La déclamation reprend et la musique aussitôt s’apaise, ne jetant plus que des appels lointains au travers du récit. « Menez lentement le char. Einar faisait ainsi… Les chiens ne bondiront plus, joyeux, à sa rencontre ; ils hurleront et marcheront la queue traînante. » Les sonneries de cuivre prennent plus de force et la voix s’élève pour les dominer. « Les chevaux dresseront les oreilles, hennissant de joie à la porte de l’écurie, avides d’entendre la voix d’Eindride ; mais cette voix, on ne l’entend plus. On n’entend plus dans la galerie les pas d’Einar ordonnant à tous de se lever… car c’était le maître ! » Et quand à ces mots, ou plutôt à ce cri de désespoir et d’orgueil, lancé à pleine voix, la marche funèbre éclate, elle aussi à plein orchestre, on sent que celui qui vient de mourir était vraiment le maître !

Une fois encore, et pour toujours, les sonorités s’éteignent. « Les grandes salles, je les fermerai ; je renverrai les gens, je vendrai bétail et chevaux et je m’en irai vivre seule… Allez lentement, achève Bergliot, d’une voix qu’étouffent les larmes, nous serons assez tôt chez nous. » Et sur ces dernières paroles, sur un retard vraiment admirable des suprêmes accords, un lambeau de la marche funèbre retombe comme les plis ramenés d’un linceul.

Une telle scène est comparable à la fameuse marche funèbre du Crépuscule des Dieux. Sans aucun des prestiges du théâtre, par la seule puissance de la poésie et de la musique, elle évoque aussi des visions d’âges héroïques et primitifs, de personnages surhumains, à la fois paysans et guerriers, de foules éplorées, suivant à travers la campagne, avec des clameurs de deuil, un char antique aux roues de bois massif, dont l’essieu crie sous le poids de cadavres géans.

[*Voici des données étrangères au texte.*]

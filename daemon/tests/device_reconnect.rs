//! `Device::reconnect_card_handle` against a transport whose first connect
//! attempts fail, exercising the backoff retry loop.

mod common;

use common::{FakeTransport, FakeTransportOptions};
use oath_daemon_lib::oath::device::Device;
use oath_daemon_lib::oath::events::NullEventSink;
use oath_daemon_lib::oath::model::{Brand, DeviceId, ReaderName};
use oath_daemon_lib::oath::pcsc_context::{CardHandle, CardProtocol};
use oath_daemon_lib::oath::worker_pool::WorkerPool;
use std::sync::Arc;

#[tokio::test]
async fn reconnect_succeeds_after_transient_connect_failures() {
    let transport = Arc::new(FakeTransport::new(FakeTransportOptions {
        connect_failures: 2,
        ..Default::default()
    }));
    let worker_pool = Arc::new(WorkerPool::new(2));
    let device = Device::new(
        DeviceId("DEADBEEF".to_string()),
        ReaderName::from("Fake Reader 0"),
        Brand::YubiKey,
        oath_daemon_lib::oath::brand::detect_capabilities(Brand::YubiKey),
        false,
        transport,
        CardHandle(1),
        CardProtocol::T1,
        0,
        Arc::new(NullEventSink),
        worker_pool,
    )
    .await;

    // The initial connect/select already succeeded at construction time (the
    // fake's `connect_failures` only gates calls made after construction);
    // reconnect re-disconnects and re-dials, so it sees exactly the 2
    // configured failures before succeeding on its third attempt.
    let result = device.reconnect_card_handle().await;
    assert!(result.is_ok());

    let code_result = device.generate_code("anything").await;
    assert!(code_result.is_err(), "no credential named 'anything' exists, but the session should still respond");
}

#[tokio::test]
async fn reconnect_gives_up_after_exhausting_backoff_schedule() {
    let transport = Arc::new(FakeTransport::new(FakeTransportOptions {
        connect_failures: 100,
        ..Default::default()
    }));
    let worker_pool = Arc::new(WorkerPool::new(2));
    let device = Device::new(
        DeviceId("DEADBEEF".to_string()),
        ReaderName::from("Fake Reader 0"),
        Brand::YubiKey,
        oath_daemon_lib::oath::brand::detect_capabilities(Brand::YubiKey),
        false,
        transport,
        CardHandle(1),
        CardProtocol::T1,
        0,
        Arc::new(NullEventSink),
        worker_pool,
    )
    .await;

    let result = device.reconnect_card_handle().await;
    assert!(result.is_err());
}
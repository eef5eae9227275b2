//! Device manager (component L, §4.11): owns the process-wide PC/SC context,
//! the reader monitor, the reconnect coordinator, and the device/reader maps.

use crate::oath::brand::{detect_brand, detect_capabilities};
use crate::oath::config::OathConfig;
use crate::oath::device::Device;
use crate::oath::error::ManagerResult;
use crate::oath::events::{NullEventSink, OathEventSink};
use crate::oath::model::{DeviceId, DeviceState, FirmwareVersion, OathCredential, ReaderName};
use crate::oath::pcsc_context::{CardDisposition, PcscContext, PcscTransport};
use crate::oath::protocol::for_brand;
use crate::oath::reconnect::{ReconnectCoordinator, ReconnectFn};
use crate::oath::reader_monitor::ReaderMonitor;
use crate::oath::session::OathSession;
use crate::oath::worker_pool::WorkerPool;
use crate::prelude::*;
use std::collections::{HashMap, HashSet};
use std::sync::{Arc, Weak};
use tokio::sync::Mutex;

/// `handlePcscServiceLost` step 4: fixed recovery delay, not one of
/// [`OathConfig`]'s tunables since it is a one-shot backoff, not a rate.
const PCSC_SERVICE_LOST_RETRY_DELAY_MS: u64 = 500;

pub struct DeviceManager {
    config: OathConfig,
    transport: Arc<dyn PcscTransport>,
    external_sink: Arc<dyn OathEventSink>,
    devices: Mutex<HashMap<DeviceId, Arc<Device>>>,
    reader_to_device: Mutex<HashMap<ReaderName, DeviceId>>,
    reader_monitor: ReaderMonitor,
    reconnect: ReconnectCoordinator,
    worker_pool: Arc<WorkerPool>,
}

impl DeviceManager {
    pub async fn new(config: OathConfig) -> ManagerResult<Arc<Self>> {
        Self::with_sink(config, Arc::new(NullEventSink)).await
    }

    pub async fn with_sink(config: OathConfig, external_sink: Arc<dyn OathEventSink>) -> ManagerResult<Arc<Self>> {
        let config = config.normalized();
        let transport: Arc<dyn PcscTransport> = Arc::new(PcscContext::establish()?);
        let worker_pool = Arc::new(WorkerPool::new(config.worker_pool_max_threads));

        let manager = Arc::new_cyclic(|weak: &Weak<DeviceManager>| {
            let internal_sink: Arc<dyn OathEventSink> =
                Arc::new(ManagerSink { manager: weak.clone(), external: external_sink.clone() });
            let reader_monitor = ReaderMonitor::new(transport.clone(), internal_sink, config.reader_poll_interval_ms);
            let reconnect = ReconnectCoordinator::new(
                config.device_reconnect_initial_delay_ms,
                |device_id| debug!(device_id = %device_id, "reconnect started"),
                |device_id, success| debug!(device_id = %device_id, success, "reconnect completed"),
            );

            Self {
                config,
                transport,
                external_sink,
                devices: Mutex::new(HashMap::new()),
                reader_to_device: Mutex::new(HashMap::new()),
                reader_monitor,
                reconnect,
                worker_pool,
            }
        });

        let weak_for_fn = Arc::downgrade(&manager);
        let reconnect_fn: ReconnectFn = Arc::new(move |reader_name: ReaderName| {
            let manager = weak_for_fn.clone();
            Box::pin(async move {
                let Some(manager) = manager.upgrade() else { return Err(()) };
                let device_id = manager.reader_to_device.lock().await.get(&reader_name).cloned();
                let Some(device_id) = device_id else { return Err(()) };
                let device = manager.devices.lock().await.get(&device_id).cloned();
                let Some(device) = device else { return Err(()) };
                device.reconnect_card_handle().await
            })
        });
        manager.reconnect.set_reconnect_fn(reconnect_fn).await;

        Ok(manager)
    }

    /// `startMonitoring` (§4.11): starts the reader monitor and schedules an
    /// async enumerate-and-connect pass; does not block on it.
    pub async fn start_monitoring(self: &Arc<Self>) -> ManagerResult<()> {
        self.reader_monitor.start().await;
        let manager = self.clone();
        tokio::spawn(async move { manager.enumerate_and_connect().await });
        Ok(())
    }

    async fn enumerate_and_connect(self: &Arc<Self>) {
        let readers = match self.transport.list_readers() {
            Ok(readers) => readers,
            Err(e) => {
                warn!(error = %e, "enumerate readers failed");
                return;
            }
        };
        let bound = self.reader_to_device.lock().await;
        let to_connect: Vec<String> =
            readers.into_iter().filter(|r| !bound.contains_key(&ReaderName(r.clone()))).collect();
        drop(bound);
        for reader in to_connect {
            self.connect_to_device(ReaderName(reader)).await;
        }
    }

    /// `connectToDevice` (§4.11).
    async fn connect_to_device(self: &Arc<Self>, reader_name: ReaderName) {
        let (handle, card_protocol) =
            match self.transport.connect(&reader_name.0, self.config.device_connect_timeout_ms) {
                Ok(pair) => pair,
                Err(e) => {
                    debug!(reader = %reader_name, error = %e, "platform-connect failed");
                    return;
                }
            };

        let preliminary_brand = detect_brand(&reader_name.0, FirmwareVersion::UNKNOWN, false);
        let probe_protocol = for_brand(preliminary_brand);
        let probe_session = OathSession::new(
            self.transport.clone(),
            handle,
            card_protocol,
            probe_protocol,
            0,
            Arc::new(|| {}),
            Arc::new(|_msg: String| {}),
            Arc::new(|_cmd: Vec<u8>| Box::pin(async move { false })),
        );

        if probe_session.select_oath_application().await.is_err() {
            let _ = self.transport.disconnect(handle, CardDisposition::ResetCard);
            return;
        }

        let device_id_bytes = probe_session.device_id_bytes().await.unwrap_or_default();
        let requires_password = probe_session.requires_password().await;
        let serial_from_select = probe_session.serial_from_select().await;
        let firmware = probe_session.firmware().await;

        let brand = detect_brand(&reader_name.0, firmware, serial_from_select.is_some());
        let capabilities = detect_capabilities(brand);
        let device_id = DeviceId::from_hex_bytes(&device_id_bytes);

        if let Some(old) = self.devices.lock().await.remove(&device_id) {
            old.disconnect(0).await;
        }

        let device = Device::new(
            device_id.clone(),
            reader_name.clone(),
            brand,
            capabilities,
            requires_password,
            self.transport.clone(),
            handle,
            card_protocol,
            self.config.pcsc_rate_limit_ms,
            self.external_sink.clone(),
            self.worker_pool.clone(),
        )
        .await;

        self.devices.lock().await.insert(device_id.clone(), device);
        self.reader_to_device.lock().await.insert(reader_name, device_id.clone());
        self.external_sink.device_connected(&device_id).await;
    }

    /// `disconnectDevice` (§4.11).
    async fn disconnect_device(&self, device_id: &DeviceId) {
        let device = self.devices.lock().await.remove(device_id);
        self.reader_to_device.lock().await.retain(|_, id| *id != *device_id);
        if let Some(device) = device {
            device.disconnect(self.config.credential_update_wait_ms_on_destroy).await;
        }
        self.external_sink.device_disconnected(device_id).await;
        self.external_sink.credentials_changed(device_id).await;
    }

    /// `forgetDevice` (§4.11): always emits, even when nothing was present.
    pub async fn forget_device(&self, device_id: &DeviceId) {
        if let Some(device) = self.devices.lock().await.remove(device_id) {
            self.reader_to_device.lock().await.retain(|_, id| *id != *device_id);
            device.disconnect(0).await;
        }
        self.external_sink.device_forgotten(device_id).await;
    }

    /// `handlePcscServiceLost` (§4.11): six-step recovery.
    async fn handle_pcsc_service_lost(self: &Arc<Self>) {
        warn!("PC/SC service lost, starting recovery");
        self.reader_monitor.stop_and_reset().await;

        let stale: Vec<DeviceId> = self.devices.lock().await.keys().cloned().collect();
        self.devices.lock().await.clear();
        self.reader_to_device.lock().await.clear();
        for device_id in stale {
            self.external_sink.device_disconnected(&device_id).await;
        }

        let _ = self.transport.release();
        tokio::time::sleep(std::time::Duration::from_millis(PCSC_SERVICE_LOST_RETRY_DELAY_MS)).await;
        if let Err(e) = self.transport.reestablish() {
            error!(error = %e, "failed to re-establish PC/SC context after service loss");
            return;
        }

        self.reader_monitor.start().await;
        let manager = self.clone();
        tokio::spawn(async move { manager.enumerate_and_connect().await });
    }

    /// Compares the live reader set to the current reader-to-device mapping:
    /// devices whose reader vanished are disconnected, new readers are
    /// scheduled for a connect attempt.
    async fn handle_reader_list_changed(self: &Arc<Self>) {
        let readers: HashSet<String> = match self.transport.list_readers() {
            Ok(r) => r.into_iter().collect(),
            Err(_) => return,
        };

        let bound = self.reader_to_device.lock().await.clone();
        for (reader, device_id) in bound.iter() {
            if !readers.contains(&reader.0) {
                self.disconnect_device(device_id).await;
            }
        }

        let new_readers: Vec<String> =
            readers.into_iter().filter(|r| !bound.contains_key(&ReaderName(r.clone()))).collect();
        for reader in new_readers {
            self.connect_to_device(ReaderName(reader)).await;
        }
    }

    /// `cardInserted` (§4.11): ignores a reader already bound to a live
    /// device (a duplicate event).
    async fn on_card_inserted(self: &Arc<Self>, reader_name: ReaderName) {
        if self.reader_to_device.lock().await.contains_key(&reader_name) {
            return;
        }
        self.connect_to_device(reader_name).await;
    }

    /// `cardRemoved` (§4.11).
    async fn on_card_removed(self: &Arc<Self>, reader_name: ReaderName) {
        let device_id = self.reader_to_device.lock().await.get(&reader_name).cloned();
        if let Some(device_id) = device_id {
            self.disconnect_device(&device_id).await;
        }
    }
}

/// Wraps the caller's event sink so reader/card events can drive the
/// manager's own connect/disconnect logic before (and regardless of) being
/// forwarded outward.
struct ManagerSink {
    manager: Weak<DeviceManager>,
    external: Arc<dyn OathEventSink>,
}

#[async_trait]
impl OathEventSink for ManagerSink {
    async fn device_connected(&self, device_id: &DeviceId) {
        self.external.device_connected(device_id).await;
    }

    async fn device_disconnected(&self, device_id: &DeviceId) {
        self.external.device_disconnected(device_id).await;
    }

    async fn device_forgotten(&self, device_id: &DeviceId) {
        self.external.device_forgotten(device_id).await;
    }

    async fn credentials_changed(&self, device_id: &DeviceId) {
        self.external.credentials_changed(device_id).await;
    }

    async fn state_changed(&self, device_id: &DeviceId, state: DeviceState) {
        self.external.state_changed(device_id, state).await;
    }

    async fn touch_required(&self, device_id: &DeviceId) {
        self.external.touch_required(device_id).await;
    }

    async fn error_occurred(&self, device_id: &DeviceId, message: &str) {
        self.external.error_occurred(device_id, message).await;
    }

    async fn credential_cache_fetched(&self, device_id: &DeviceId, credentials: &[OathCredential]) {
        self.external.credential_cache_fetched(device_id, credentials).await;
    }

    async fn reader_list_changed(&self) {
        if let Some(manager) = self.manager.upgrade() {
            manager.handle_reader_list_changed().await;
        }
        self.external.reader_list_changed().await;
    }

    async fn card_inserted(&self, reader_name: &ReaderName) {
        if let Some(manager) = self.manager.upgrade() {
            manager.on_card_inserted(reader_name.clone()).await;
        }
        self.external.card_inserted(reader_name).await;
    }

    async fn card_removed(&self, reader_name: &ReaderName) {
        if let Some(manager) = self.manager.upgrade() {
            manager.on_card_removed(reader_name.clone()).await;
        }
        self.external.card_removed(reader_name).await;
    }

    async fn pcsc_service_lost(&self) {
        if let Some(manager) = self.manager.upgrade() {
            tokio::spawn(async move { manager.handle_pcsc_service_lost().await });
        }
        self.external.pcsc_service_lost().await;
    }
}
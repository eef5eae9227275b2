//! Entry point for the OATH device daemon binary.
//!
//! Initializes tracing, builds the device manager, starts reader monitoring,
//! and blocks until interrupted. IPC publication is out of scope: this binary
//! exists to prove the subsystem runs standalone and to host integration
//! smoke tests against a real PC/SC daemon.

use oath_daemon_lib::oath::config::OathConfig;
use oath_daemon_lib::oath::manager::DeviceManager;
use oath_daemon_lib::prelude::*;

#[tokio::main]
async fn main() {
    if let Err(e) = oath_daemon_lib::tracing_setup::init() {
        #[allow(clippy::print_stderr)]
        {
            eprintln!("Failed to initialize tracing: {e:?}");
        }
    }

    info!("OATH daemon starting");

    let config = OathConfig::default();
    let manager = match DeviceManager::new(config).await {
        Ok(manager) => manager,
        Err(e) => {
            error!(error = %e, "Failed to initialize PC/SC resource manager");
            std::process::exit(1);
        }
    };

    if let Err(e) = manager.start_monitoring().await {
        error!(error = %e, "Failed to start reader monitoring");
        std::process::exit(1);
    }

    info!("OATH daemon ready, watching for readers");

    let _ = tokio::signal::ctrl_c().await;
    info!("OATH daemon shutting down");
}
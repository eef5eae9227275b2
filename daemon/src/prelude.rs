//! Project-wide prelude for common imports
//!
//! This module re-exports commonly used items to reduce boilerplate
//! across the codebase. Import with `use crate::prelude::*;`

// Re-export tracing macros for logging
pub use crate::tracing_setup::{debug, error, info, trace, warn};
pub use crate::tracing_setup::{debug_span, error_span, info_span, trace_span, warn_span};
pub use crate::tracing_setup::{event, instrument, span};

// Re-export secure-logging helpers
pub use crate::tracing_setup::redaction::{
    Sensitive, apdu_description, mask_credential_name, mask_serial, safe_apdu_info,
    safe_byte_info, sw_description,
};

pub use crate::error::StableErrorId;

// Common traits used frequently across the OATH subsystem
pub use async_trait::async_trait;
pub use serde::{Deserialize, Serialize};

// Note: we don't re-export Result<T> to avoid conflicts with per-module
// Result aliases (OathResult, PcscResult, ...).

Il n’y a rien de pareil dans l’œuvre entier de M. Grieg et nous sommes heureux de pouvoir finir avec lui par une page grandiose. Autour du musicien de Norvège, on a fait trop de bruit, et trop peu. Les uns l’ont exalté, les autres l’ont rabaissé outre mesure. On l’a comparé, opposé à nos compatriotes. On a déclaré tantôt qu’il les dépassait de toute la tête, tantôt qu’il ne leur venait pas à la cheville. Mieux vaut admirer en lui-même, et sans parallèle, un artiste aussi personnel que M. Grieg, lui reconnaître beaucoup de talent et peut-être une fois au moins, dans Bergliot, quelque chose de plus.


CAMILLE BELLAIGUE.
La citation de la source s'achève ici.